Work to complete: Write out each line from the data below that includes the word "else".

[Source records]

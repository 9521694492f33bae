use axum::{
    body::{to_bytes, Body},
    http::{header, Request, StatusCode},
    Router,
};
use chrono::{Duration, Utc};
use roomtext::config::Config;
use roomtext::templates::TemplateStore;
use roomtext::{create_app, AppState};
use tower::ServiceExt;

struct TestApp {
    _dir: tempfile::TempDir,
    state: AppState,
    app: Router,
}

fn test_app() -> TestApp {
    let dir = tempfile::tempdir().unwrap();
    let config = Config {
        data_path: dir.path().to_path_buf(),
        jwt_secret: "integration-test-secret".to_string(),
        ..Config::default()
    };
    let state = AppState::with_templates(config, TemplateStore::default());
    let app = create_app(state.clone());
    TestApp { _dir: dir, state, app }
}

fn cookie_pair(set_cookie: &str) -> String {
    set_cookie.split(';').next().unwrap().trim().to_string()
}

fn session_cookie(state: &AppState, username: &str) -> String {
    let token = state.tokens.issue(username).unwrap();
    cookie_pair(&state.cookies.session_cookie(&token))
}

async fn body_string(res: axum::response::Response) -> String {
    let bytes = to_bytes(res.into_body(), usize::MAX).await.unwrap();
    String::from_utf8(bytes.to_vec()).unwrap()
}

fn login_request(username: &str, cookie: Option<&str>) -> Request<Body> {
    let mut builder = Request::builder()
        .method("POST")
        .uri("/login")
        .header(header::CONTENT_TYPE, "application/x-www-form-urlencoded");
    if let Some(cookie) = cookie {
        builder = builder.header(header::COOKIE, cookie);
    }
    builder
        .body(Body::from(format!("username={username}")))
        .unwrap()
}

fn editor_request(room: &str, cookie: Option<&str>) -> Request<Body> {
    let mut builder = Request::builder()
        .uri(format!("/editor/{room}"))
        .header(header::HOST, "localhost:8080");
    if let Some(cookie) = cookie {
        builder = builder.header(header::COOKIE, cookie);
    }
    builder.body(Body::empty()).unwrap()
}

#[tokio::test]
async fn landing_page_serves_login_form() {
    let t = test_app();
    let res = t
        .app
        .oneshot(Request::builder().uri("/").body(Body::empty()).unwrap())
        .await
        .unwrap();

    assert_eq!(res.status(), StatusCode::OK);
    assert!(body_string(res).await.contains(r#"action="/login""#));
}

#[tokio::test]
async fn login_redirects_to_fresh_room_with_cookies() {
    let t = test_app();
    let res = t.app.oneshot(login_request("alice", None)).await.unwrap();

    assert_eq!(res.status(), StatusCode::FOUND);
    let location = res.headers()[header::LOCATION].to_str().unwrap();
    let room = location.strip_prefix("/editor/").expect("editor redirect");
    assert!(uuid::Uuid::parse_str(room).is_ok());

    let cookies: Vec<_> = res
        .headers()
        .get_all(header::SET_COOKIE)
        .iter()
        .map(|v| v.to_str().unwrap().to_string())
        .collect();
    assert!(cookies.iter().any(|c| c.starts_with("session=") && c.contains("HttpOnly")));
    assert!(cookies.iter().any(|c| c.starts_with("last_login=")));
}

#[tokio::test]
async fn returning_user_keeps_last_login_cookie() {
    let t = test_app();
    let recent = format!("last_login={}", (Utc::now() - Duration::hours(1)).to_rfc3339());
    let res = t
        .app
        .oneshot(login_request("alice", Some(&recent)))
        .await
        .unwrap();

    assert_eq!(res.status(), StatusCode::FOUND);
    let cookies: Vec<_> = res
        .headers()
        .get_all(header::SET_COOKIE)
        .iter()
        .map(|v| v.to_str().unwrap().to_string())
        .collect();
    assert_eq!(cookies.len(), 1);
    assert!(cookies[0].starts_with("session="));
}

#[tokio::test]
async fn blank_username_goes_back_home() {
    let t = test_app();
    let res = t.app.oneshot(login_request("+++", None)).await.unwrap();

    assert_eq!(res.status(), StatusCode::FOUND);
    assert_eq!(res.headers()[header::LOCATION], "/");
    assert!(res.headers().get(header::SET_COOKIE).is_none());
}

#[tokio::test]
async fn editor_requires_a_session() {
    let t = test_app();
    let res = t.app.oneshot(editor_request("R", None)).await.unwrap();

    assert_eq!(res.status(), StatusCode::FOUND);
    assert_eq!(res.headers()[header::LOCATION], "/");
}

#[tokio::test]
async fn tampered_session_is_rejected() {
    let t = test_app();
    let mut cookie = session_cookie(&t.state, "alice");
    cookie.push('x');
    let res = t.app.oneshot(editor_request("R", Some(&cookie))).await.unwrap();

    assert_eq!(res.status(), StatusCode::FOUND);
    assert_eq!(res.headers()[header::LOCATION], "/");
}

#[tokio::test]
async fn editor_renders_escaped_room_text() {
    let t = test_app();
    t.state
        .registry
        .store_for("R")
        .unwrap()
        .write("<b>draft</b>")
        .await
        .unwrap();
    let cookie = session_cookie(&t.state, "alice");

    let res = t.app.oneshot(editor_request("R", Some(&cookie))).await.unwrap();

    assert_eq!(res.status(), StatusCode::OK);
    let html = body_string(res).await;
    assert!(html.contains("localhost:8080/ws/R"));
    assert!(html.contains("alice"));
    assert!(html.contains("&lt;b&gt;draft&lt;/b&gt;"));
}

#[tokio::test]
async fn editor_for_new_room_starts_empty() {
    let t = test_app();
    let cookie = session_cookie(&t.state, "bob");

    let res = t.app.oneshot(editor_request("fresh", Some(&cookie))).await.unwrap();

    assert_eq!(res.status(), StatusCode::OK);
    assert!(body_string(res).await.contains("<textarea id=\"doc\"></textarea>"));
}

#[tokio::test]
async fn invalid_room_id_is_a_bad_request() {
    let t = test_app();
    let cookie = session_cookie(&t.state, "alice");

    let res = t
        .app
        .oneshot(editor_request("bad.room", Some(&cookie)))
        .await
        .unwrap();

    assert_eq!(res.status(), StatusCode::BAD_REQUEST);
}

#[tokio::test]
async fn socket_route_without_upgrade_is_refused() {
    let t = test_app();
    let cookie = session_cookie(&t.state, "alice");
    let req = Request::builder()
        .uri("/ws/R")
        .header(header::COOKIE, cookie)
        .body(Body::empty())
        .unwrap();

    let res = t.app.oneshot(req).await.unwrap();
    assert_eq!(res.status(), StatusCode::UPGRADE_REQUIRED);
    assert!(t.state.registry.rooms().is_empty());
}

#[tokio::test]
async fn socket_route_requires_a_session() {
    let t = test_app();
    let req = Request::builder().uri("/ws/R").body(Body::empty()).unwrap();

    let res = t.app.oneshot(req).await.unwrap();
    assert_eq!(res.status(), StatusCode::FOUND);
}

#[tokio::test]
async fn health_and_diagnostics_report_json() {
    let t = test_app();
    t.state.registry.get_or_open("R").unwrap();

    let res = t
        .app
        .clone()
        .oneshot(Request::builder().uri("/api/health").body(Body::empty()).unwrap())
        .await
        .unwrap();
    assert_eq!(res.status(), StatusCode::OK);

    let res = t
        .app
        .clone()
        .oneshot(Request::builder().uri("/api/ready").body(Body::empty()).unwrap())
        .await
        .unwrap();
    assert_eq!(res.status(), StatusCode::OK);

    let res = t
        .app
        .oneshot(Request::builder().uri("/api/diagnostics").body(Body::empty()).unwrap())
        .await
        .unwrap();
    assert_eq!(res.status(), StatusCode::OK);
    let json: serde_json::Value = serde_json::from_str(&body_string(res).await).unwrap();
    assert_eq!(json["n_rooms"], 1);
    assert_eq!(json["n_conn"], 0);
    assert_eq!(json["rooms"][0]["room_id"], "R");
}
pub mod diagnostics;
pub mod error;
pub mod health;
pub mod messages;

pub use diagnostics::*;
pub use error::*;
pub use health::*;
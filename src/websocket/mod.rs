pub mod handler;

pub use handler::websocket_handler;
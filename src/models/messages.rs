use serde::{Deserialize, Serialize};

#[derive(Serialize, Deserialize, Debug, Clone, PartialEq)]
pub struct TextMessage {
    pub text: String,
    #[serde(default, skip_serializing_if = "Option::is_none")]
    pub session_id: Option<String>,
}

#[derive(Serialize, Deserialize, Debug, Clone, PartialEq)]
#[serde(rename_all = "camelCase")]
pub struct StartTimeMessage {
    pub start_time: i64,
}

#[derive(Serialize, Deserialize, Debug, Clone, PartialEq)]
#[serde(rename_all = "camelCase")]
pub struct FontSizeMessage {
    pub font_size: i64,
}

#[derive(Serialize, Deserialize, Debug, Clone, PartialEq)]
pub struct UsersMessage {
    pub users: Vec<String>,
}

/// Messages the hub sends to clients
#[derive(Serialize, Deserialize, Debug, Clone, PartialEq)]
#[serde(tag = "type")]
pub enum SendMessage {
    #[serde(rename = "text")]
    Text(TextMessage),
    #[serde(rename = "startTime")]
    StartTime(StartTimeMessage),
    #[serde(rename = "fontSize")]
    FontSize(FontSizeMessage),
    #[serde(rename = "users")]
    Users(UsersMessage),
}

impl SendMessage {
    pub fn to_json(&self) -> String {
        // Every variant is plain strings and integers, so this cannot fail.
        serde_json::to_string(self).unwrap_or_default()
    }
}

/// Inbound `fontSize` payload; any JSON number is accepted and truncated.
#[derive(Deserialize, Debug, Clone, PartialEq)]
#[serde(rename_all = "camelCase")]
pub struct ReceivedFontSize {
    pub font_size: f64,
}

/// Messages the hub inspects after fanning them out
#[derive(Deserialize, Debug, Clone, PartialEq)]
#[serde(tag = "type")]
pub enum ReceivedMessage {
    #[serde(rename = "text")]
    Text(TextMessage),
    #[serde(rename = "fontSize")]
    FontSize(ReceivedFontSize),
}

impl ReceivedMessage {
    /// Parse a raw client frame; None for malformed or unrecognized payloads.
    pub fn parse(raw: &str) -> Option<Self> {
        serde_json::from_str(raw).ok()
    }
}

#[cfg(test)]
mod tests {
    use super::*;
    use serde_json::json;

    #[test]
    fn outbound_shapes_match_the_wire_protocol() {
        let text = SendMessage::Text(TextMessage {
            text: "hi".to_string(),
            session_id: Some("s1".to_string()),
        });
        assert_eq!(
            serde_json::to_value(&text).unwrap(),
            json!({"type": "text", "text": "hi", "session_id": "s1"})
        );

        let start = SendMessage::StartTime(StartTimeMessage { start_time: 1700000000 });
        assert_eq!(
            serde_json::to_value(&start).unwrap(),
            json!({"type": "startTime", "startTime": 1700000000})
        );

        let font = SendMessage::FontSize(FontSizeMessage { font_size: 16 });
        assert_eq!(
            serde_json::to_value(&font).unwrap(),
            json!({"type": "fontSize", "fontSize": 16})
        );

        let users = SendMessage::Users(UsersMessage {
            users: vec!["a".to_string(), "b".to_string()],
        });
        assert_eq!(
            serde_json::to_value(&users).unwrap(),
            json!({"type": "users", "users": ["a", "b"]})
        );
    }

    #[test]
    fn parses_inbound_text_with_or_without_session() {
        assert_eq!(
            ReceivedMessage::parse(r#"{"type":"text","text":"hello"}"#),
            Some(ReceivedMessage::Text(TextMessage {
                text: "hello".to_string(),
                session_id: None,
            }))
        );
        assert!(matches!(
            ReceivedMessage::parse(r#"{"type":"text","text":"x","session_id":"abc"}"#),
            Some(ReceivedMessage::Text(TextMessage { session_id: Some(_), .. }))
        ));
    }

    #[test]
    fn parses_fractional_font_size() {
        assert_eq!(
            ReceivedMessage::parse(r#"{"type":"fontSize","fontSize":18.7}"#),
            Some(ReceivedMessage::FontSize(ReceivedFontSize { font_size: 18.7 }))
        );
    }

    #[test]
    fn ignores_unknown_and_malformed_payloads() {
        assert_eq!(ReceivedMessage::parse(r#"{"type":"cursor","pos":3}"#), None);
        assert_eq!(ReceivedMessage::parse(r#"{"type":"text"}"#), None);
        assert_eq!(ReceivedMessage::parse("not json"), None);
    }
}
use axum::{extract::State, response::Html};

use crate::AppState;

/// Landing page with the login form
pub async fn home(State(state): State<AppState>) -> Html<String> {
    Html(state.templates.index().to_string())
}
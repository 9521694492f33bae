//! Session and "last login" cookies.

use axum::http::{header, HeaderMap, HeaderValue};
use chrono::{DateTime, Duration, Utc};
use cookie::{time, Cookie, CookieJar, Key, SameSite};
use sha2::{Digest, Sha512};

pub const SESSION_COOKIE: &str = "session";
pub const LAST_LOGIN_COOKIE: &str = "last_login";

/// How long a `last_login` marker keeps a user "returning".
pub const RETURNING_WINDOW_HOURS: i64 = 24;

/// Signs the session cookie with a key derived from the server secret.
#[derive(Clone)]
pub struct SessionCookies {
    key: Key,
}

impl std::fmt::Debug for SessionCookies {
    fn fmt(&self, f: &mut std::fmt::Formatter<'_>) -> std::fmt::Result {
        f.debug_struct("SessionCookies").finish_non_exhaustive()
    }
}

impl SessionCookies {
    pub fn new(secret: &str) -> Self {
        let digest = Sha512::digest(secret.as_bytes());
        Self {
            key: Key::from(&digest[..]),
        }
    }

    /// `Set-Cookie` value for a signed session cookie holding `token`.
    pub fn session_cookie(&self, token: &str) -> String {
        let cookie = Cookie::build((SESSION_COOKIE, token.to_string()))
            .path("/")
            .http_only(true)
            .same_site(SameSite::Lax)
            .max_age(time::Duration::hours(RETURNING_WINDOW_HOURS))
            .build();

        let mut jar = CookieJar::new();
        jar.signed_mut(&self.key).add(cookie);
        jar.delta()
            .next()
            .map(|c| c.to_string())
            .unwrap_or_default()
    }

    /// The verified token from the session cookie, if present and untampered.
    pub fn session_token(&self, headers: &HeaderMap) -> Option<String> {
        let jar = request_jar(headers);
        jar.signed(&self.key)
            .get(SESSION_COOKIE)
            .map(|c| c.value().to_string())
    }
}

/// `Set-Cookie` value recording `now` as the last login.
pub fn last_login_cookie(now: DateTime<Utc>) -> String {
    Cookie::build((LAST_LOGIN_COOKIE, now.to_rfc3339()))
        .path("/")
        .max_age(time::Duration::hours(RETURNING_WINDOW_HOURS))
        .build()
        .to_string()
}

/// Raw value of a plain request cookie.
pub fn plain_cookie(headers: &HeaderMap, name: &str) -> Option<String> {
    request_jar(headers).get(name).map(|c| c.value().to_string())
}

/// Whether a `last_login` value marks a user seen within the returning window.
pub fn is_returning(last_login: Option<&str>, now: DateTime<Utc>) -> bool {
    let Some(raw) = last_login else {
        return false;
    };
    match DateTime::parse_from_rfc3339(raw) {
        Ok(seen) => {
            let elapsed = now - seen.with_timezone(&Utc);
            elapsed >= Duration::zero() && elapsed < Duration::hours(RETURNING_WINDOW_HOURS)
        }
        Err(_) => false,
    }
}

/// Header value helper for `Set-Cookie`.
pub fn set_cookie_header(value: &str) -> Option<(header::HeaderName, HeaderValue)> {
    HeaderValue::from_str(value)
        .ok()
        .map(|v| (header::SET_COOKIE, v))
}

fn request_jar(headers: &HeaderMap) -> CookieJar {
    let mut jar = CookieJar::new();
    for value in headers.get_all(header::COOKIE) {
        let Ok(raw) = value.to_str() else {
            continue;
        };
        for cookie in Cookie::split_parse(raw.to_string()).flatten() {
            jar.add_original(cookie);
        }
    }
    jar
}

Solved problem:
    let Some(raw) = last_login else {
        let Ok(raw) = value.to_str() else {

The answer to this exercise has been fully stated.